Home » , » Bumi Memasuki Zona Iklim Aneh

Bumi Memasuki Zona Iklim Aneh

suarapembaruan.com Pernahkah Anda merasakan perubahan cuaca yang ekstrem dalam beberapa hari belakangan ?

Kalau Anda sehari-hari berada di dalam ruangan AC, pasti tidak terlalu merasakan perubahan iklim yang terjadi. Tetapi bagi mereka yang sering beraktivitas di luar ruangan, perubahan cuaca ekstrem sangat terasa. Di Indonesia, bulan Mei adalah saat-saat awal memasuki musim panas. Tetapi di mana-mana masih terjadi banjir bandang dan longsor.

Di Jakarta lebih aneh lagi. Dalam beberapa hari  terakhir, sinar matahari terasa lebih panas dari biasanya. Tiba-tiba hujan turun dengan sangat deras, membuat jalan-jalan Jakarta banjir. Kemudian  panas lagi, mendung, hujan gerimis, panas lagi, dan seterusnya. Saat ini, dunia atau bumi yang kita pijak ini memasuki zona bahaya baru dengan tingkat pemanasan global yang mencapai titik yang belum pernah terjadi dalam sejarah umat manusia di bumi. Sementara, perjanjian dunia mengenai perubahan iklim berjalan lambat. 

“Saat melampaui ambang batas karbon dioksida yakni 400 ppm pekan lalu, dunia telah melewati  sebuah batas bersejarah dan memasuki zona bahaya baru,” kata Christiana Figueres, Kepala Sekretariat Perubahan Iklim Perserikatan Bangsa-Bangsa (PBB), Senin (13/5). 

Tingkat  itu diukur dengan sistem pemantau Amerika Serikat (AS), yang belum ada di bumi tiga atau lima juta tahun,  saat temperatur bumi beberapa derajat lebih hangat dan permukaan air laut masih 20 hingga 40 meter lebih tinggi dibanding hari ini, kata para pengamat.

Sebelum revolusi industri, saat manusia pertama kali memompakan karbon ke atmosfer dengan membakar bahan bakar fosil, tingkat CO2 masih sekitar 280 ppm, dan itu  terus meningkat sejak pencatatan dimulai pada tahun 1950-an.  400 ppm adalah batas simbolik yang memang diperkirakan akan terlampaui, namun para aktivis lingkungan mengatakan bahwa itu adalah sebuah peringatan dalam upaya untuk mengekang emisi rumah kaca melalui penggunaan bahan bakar fosil.

“Dunia harus tersadar dan mencatat apa artinya ini bagi keselamatan dan kesejahteraan manusia serta perkembangan ekonomi,” kata Figueres, yang mengwasi perundingan global yang bertujuan membatasi pemanasan yang disebabkan oleh perubahan iklim. “Dalam menghadapi bahaya yang jelas dan hadir di depan mata, kita membutuhkan respons kebijakan yang benar-benar bisa menghadapi tantangan itu,” katanya. 

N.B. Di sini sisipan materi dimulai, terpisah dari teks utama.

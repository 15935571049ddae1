//! Create notification preference table migration.

use sea_orm_migration::prelude::*;

#[derive(DeriveMigrationName)]
pub struct Migration;

#[async_trait::async_trait]
impl MigrationTrait for Migration {
    async fn up(&self, manager: &SchemaManager) -> Result<(), DbErr> {
        manager
            .create_table(
                Table::create()
                    .table(NotificationPreference::Table)
                    .if_not_exists()
                    .col(
                        ColumnDef::new(NotificationPreference::UserId)
                            .string_len(32)
                            .not_null()
                            .primary_key(),
                    )
                    .col(
                        ColumnDef::new(NotificationPreference::PushEnabled)
                            .boolean()
                            .not_null()
                            .default(true),
                    )
                    .col(
                        ColumnDef::new(NotificationPreference::QuietHoursEnabled)
                            .boolean()
                            .not_null()
                            .default(false),
                    )
                    .col(
                        ColumnDef::new(NotificationPreference::QuietHoursStart)
                            .string_len(5)
                            .not_null()
                            .default("22:00"),
                    )
                    .col(
                        ColumnDef::new(NotificationPreference::QuietHoursEnd)
                            .string_len(5)
                            .not_null()
                            .default("07:00"),
                    )
                    .col(
                        ColumnDef::new(NotificationPreference::UpdatedAt)
                            .timestamp_with_time_zone(),
                    )
                    .foreign_key(
                        ForeignKey::create()
                            .name("fk_notification_preference_user")
                            .from(
                                NotificationPreference::Table,
                                NotificationPreference::UserId,
                            )
                            .to(User::Table, User::Id)
                            .on_delete(ForeignKeyAction::Cascade),
                    )
                    .to_owned(),
            )
            .await?;

        Ok(())
    }

    async fn down(&self, manager: &SchemaManager) -> Result<(), DbErr> {
        manager
            .drop_table(
                Table::drop()
                    .table(NotificationPreference::Table)
                    .to_owned(),
            )
            .await
    }
}

#[derive(Iden)]
enum NotificationPreference {
    Table,
    UserId,
    PushEnabled,
    QuietHoursEnabled,
    QuietHoursStart,
    QuietHoursEnd,
    UpdatedAt,
}

#[derive(Iden)]
enum User {
    Table,
    Id,
}
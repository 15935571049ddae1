//! API endpoints.

mod follows;
mod notifications;
mod posts;

use axum::Router;

use crate::middleware::AppState;

/// Create the API router.
pub fn router() -> Router<AppState> {
    Router::new()
        .nest("/notifications", notifications::router())
        .merge(posts::router())
        .merge(follows::router())
}
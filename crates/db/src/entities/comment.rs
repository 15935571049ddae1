//! Comment entity.

use sea_orm::entity::prelude::*;
use serde::{Deserialize, Serialize};

#[derive(Clone, Debug, PartialEq, Eq, DeriveEntityModel, Serialize, Deserialize)]
#[sea_orm(table_name = "comment")]
pub struct Model {
    #[sea_orm(primary_key, auto_increment = false)]
    pub id: String,

    pub post_id: String,

    pub user_id: String,

    /// Parent comment (replies)
    #[sea_orm(nullable)]
    pub parent_comment_id: Option<String>,

    #[sea_orm(column_type = "Text")]
    pub content: String,

    pub created_at: DateTimeWithTimeZone,
}

#[derive(Copy, Clone, Debug, EnumIter, DeriveRelation)]
pub enum Relation {
    #[sea_orm(
        belongs_to = "super::post::Entity",
        from = "Column::PostId",
        to = "super::post::Column::Id",
        on_delete = "Cascade"
    )]
    Post,

    #[sea_orm(
        belongs_to = "super::user::Entity",
        from = "Column::UserId",
        to = "super::user::Column::Id",
        on_delete = "Cascade"
    )]
    User,
}

impl Related<super::post::Entity> for Entity {
    fn to() -> RelationDef {
        Relation::Post.def()
    }
}

impl ActiveModelBehavior for ActiveModel {}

Para perunding di bawah naungan PBB berharap tahun 2015 akan bisa mengembangkan sebuah perjanjian iklim global baru yang akan mulai berlaku pada tahun 2020.

Badan dunia itu secara simultan berusaha menemukan solusi jangka pandek sebelum tahun 2020,  untuk memperkecil kesenjangan yang tumbuh antara target emisi karbon yang disepakati dan pemanasan yang sebetulnya dibutuhkan untuk mencegah pemanasan global. 

PBB menargetkan, peningkatan suhu maksimal 2 derajat celcius di atas tingkat pra industri, yang bagi para ilmuwan dipercaya sebagai tingkat perubahan iklim yang masih bisa ditangani. 

Panel Antar Negara Tentang Perubahan Iklim  (IPCC), yang memberi masukan kepada para pengambil kebijakan, telah mengatakan bahwa jumlah CO2 di atmosfer harus dibatasi hingga 400 ppm agar temperatur bumi hanya naik 2 sampai 2,4 derajat Celcius. 

Namun, Jumat pekan lalu, pusat pemantauan National Oceanic and Atmospheric Administration di Mauna Loa, Hawaii, mengeluarkan data yang menunjukkan bahwa rata-rata jumlah CO2 di atas Samudera Pasifik berada pada tingkat 400,33 ppm. 

Sebuah pusat pemantauan di Scripps Institution of Oceanography di San Diego, California, mencatat jumlah CO2 adalah 400,08 ppm. 

“Kita masih punya kesempatan untuk mencegah dampak terburuk perubahan iklim, tapi ini akan membutuhkan langkah respons yang sangat besar,” kata Figueres.